* _Work order_:
Pick every line out of the entries below that holds the string "Ordering", and report them.
======== Material shown ========
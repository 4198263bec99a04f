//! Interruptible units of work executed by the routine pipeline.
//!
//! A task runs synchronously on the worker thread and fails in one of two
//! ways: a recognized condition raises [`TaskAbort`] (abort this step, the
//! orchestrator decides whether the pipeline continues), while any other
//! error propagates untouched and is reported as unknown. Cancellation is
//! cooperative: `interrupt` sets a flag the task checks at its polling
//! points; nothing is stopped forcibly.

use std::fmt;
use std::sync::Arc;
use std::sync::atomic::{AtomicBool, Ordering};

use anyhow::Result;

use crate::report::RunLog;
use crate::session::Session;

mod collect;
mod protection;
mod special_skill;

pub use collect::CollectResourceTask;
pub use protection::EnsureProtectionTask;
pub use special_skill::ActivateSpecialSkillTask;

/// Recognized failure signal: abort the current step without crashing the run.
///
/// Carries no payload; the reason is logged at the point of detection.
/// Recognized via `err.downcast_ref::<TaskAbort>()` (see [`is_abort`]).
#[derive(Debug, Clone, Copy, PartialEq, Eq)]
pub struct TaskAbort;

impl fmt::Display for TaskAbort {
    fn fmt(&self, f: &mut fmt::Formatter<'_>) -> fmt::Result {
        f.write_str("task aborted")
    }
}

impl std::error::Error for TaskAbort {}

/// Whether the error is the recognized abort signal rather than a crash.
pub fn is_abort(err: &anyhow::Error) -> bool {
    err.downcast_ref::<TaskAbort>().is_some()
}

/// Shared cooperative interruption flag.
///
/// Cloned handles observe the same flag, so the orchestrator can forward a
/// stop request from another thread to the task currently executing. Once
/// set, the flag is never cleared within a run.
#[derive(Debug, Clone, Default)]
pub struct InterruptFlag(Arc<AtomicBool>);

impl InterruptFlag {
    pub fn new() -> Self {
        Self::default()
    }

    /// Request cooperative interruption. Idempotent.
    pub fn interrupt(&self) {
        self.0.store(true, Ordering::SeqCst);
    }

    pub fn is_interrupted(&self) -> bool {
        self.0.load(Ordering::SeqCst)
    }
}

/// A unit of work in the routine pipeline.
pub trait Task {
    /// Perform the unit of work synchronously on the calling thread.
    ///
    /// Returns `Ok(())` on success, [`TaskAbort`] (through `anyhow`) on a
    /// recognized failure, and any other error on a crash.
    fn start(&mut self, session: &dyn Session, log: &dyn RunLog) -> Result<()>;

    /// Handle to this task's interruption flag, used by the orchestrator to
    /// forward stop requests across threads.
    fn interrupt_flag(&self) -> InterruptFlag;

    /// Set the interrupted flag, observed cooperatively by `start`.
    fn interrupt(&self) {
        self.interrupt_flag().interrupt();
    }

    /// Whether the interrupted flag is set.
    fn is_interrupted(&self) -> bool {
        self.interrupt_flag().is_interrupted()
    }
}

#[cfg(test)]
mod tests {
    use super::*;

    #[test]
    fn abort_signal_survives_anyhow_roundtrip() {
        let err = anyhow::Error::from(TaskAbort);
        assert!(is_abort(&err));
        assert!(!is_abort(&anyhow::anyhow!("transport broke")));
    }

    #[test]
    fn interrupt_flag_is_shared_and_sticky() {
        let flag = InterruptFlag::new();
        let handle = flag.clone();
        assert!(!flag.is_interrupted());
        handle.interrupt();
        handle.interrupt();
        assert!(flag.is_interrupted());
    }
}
========
======== Material shown ========
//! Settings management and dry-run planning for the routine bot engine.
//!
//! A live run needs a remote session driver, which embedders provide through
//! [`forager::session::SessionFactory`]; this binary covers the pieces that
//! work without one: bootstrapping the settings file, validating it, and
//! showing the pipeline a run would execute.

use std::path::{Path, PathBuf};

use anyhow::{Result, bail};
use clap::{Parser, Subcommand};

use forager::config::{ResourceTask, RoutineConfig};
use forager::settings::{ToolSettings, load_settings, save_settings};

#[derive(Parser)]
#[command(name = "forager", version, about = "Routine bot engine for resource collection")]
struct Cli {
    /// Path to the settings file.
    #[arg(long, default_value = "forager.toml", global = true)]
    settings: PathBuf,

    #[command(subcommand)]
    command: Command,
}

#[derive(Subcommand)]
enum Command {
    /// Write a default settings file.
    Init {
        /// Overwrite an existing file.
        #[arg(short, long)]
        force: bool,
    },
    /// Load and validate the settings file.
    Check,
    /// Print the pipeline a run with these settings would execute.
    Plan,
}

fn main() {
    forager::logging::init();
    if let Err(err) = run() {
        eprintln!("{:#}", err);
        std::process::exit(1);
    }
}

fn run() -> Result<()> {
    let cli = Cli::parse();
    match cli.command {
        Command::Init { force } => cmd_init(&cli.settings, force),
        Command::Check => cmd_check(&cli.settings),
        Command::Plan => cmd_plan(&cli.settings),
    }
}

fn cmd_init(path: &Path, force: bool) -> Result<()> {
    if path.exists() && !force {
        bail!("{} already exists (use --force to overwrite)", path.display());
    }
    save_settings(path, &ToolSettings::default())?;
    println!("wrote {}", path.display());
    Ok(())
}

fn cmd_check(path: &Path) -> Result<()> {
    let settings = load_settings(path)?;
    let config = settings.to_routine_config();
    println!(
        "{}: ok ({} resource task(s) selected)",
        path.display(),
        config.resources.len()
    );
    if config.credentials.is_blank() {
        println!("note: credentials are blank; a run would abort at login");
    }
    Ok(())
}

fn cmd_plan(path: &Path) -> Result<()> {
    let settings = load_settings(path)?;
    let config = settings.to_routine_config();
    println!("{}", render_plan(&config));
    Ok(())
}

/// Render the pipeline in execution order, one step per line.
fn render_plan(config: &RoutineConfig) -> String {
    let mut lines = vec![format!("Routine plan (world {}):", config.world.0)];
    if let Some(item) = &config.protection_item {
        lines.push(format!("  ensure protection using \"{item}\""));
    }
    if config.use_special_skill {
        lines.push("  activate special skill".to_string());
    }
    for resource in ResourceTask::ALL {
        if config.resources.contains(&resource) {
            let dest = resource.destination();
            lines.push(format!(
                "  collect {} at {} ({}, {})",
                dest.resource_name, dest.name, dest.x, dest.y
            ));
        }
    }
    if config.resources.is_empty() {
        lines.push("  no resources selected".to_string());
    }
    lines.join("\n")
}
========
* _Task solution_:
use std::sync::atomic::{AtomicBool, Ordering};
        self.0.store(true, Ordering::SeqCst);
        self.0.load(Ordering::SeqCst)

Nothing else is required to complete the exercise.